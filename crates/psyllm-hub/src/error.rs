use thiserror::Error;

#[derive(Debug, Error)]
pub enum HubError {
    #[error("Hugging Face API error: {0}")]
    Api(#[from] hf_hub::api::tokio::ApiError),

    #[error("IO error: {0}")]
    Io(#[from] std::io::Error),

    #[error("JSON error: {0}")]
    Json(#[from] serde_json::Error),

    #[error("Integrity check failed for '{file}': expected {expected}, got {actual}")]
    IntegrityMismatch {
        file: String,
        expected: String,
        actual: String,
    },

    #[error("Model not cached: {0}")]
    NotCached(String),

    #[error("Invalid cache directory: {0}")]
    InvalidCacheDir(String),

    #[error("Not found in repo: '{file}' (HTTP 404)")]
    NotFound { file: String },

    #[error("Download failed for '{file}': {reason}")]
    DownloadFailed { file: String, reason: String },
}

pub type HubResult<T> = Result<T, HubError>;
use thiserror::Error;

#[derive(Debug, Error)]
pub enum SynthError {
    #[error("HTTP error: {0}")]
    Http(#[from] reqwest::Error),

    #[error("Chat API returned {status}: {body}")]
    Api { status: u16, body: String },

    #[error("Chat API response had no choices")]
    EmptyResponse,

    #[error("No API keys configured (set synth.api_keys)")]
    NoApiKeys,

    #[error("IO error: {0}")]
    Io(#[from] std::io::Error),

    #[error("JSON error: {0}")]
    Json(#[from] serde_json::Error),

    #[error("Could not extract a JSON object from model output: {0}")]
    Extract(String),

    #[error("Invalid record: {0}")]
    InvalidRecord(String),
}

pub type SynthResult<T> = Result<T, SynthError>;
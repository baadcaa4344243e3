use psyllm_hub::ModelCache;

use crate::config::AppConfig;

/// Remove a cached model from local storage.
///
/// If `revision` is `None`, all revisions of the model are deleted.
pub fn run(model_id: &str, revision: Option<&str>, config: &AppConfig) -> anyhow::Result<()> {
    let cache_dir = config.cache_dir();
    let cache = ModelCache::new(&cache_dir)?;

    let rev_display = revision.unwrap_or("<all revisions>");
    let count = cache.delete_model(model_id, revision)?;

    println!(
        "Deleted '{}' @ {}: {} file(s) removed from {}",
        model_id,
        rev_display,
        count,
        cache_dir.display()
    );

    Ok(())
}
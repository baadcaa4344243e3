use std::time::Duration;

use serde::{Deserialize, Serialize};

/// Connection and scheduling settings shared by every pipeline stage.
#[derive(Debug, Clone, PartialEq, Serialize, Deserialize)]
#[serde(default)]
pub struct SynthSettings {
    /// OpenAI-compatible API root, without the `/chat/completions` suffix.
    pub base_url: String,
    /// Keys are used round-robin, one per request.
    pub api_keys: Vec<String>,
    /// Model for planning, dialogue and review.
    pub chat_model: String,
    /// Reasoning model for counsellor replies; must return `reasoning_content`.
    pub reasoner_model: String,
    pub temperature: f64,
    pub max_workers: usize,
    /// Extra attempts after the first failure.
    pub max_retries: u32,
    pub retry_delay_ms: u64,
    pub batch_size: usize,
    /// Counsel stage: write the output file after this many completed turns.
    pub save_every: usize,
    pub request_timeout_secs: u64,
}

impl Default for SynthSettings {
    fn default() -> Self {
        Self {
            base_url: "https://api.deepseek.com".to_string(),
            api_keys: Vec::new(),
            chat_model: "deepseek-chat".to_string(),
            reasoner_model: "deepseek-reasoner".to_string(),
            temperature: 1.0,
            max_workers: 4,
            max_retries: 3,
            retry_delay_ms: 1000,
            batch_size: 25,
            save_every: 10,
            request_timeout_secs: 300,
        }
    }
}

impl SynthSettings {
    pub fn retry_delay(&self) -> Duration {
        Duration::from_millis(self.retry_delay_ms)
    }

    pub fn request_timeout(&self) -> Duration {
        Duration::from_secs(self.request_timeout_secs)
    }
}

--

- Problem statement
With the line holding "API keys configured" as the first and the line holding "use std::time::Duration;" as the last, set down that range of the entries above exactly, and nothing else.

- Exercise output
    #[error("No API keys configured (set synth.api_keys)")]
    NoApiKeys,

    #[error("IO error: {0}")]
    Io(#[from] std::io::Error),

    #[error("JSON error: {0}")]
    Json(#[from] serde_json::Error),

    #[error("Could not extract a JSON object from model output: {0}")]
    Extract(String),

    #[error("Invalid record: {0}")]
    InvalidRecord(String),
}

pub type SynthResult<T> = Result<T, SynthError>;
repository baadcaa4344243e3
use psyllm_hub::ModelCache;

use crate::config::AppConfig;

/// Remove a cached model from local storage.
///
/// If `revision` is `None`, all revisions of the model are deleted.
pub fn run(model_id: &str, revision: Option<&str>, config: &AppConfig) -> anyhow::Result<()> {
    let cache_dir = config.cache_dir();
    let cache = ModelCache::new(&cache_dir)?;

    let rev_display = revision.unwrap_or("<all revisions>");
    let count = cache.delete_model(model_id, revision)?;

    println!(
        "Deleted '{}' @ {}: {} file(s) removed from {}",
        model_id,
        rev_display,
        count,
        cache_dir.display()
    );

    Ok(())
}
repository baadcaa4344243e3
use std::time::Duration;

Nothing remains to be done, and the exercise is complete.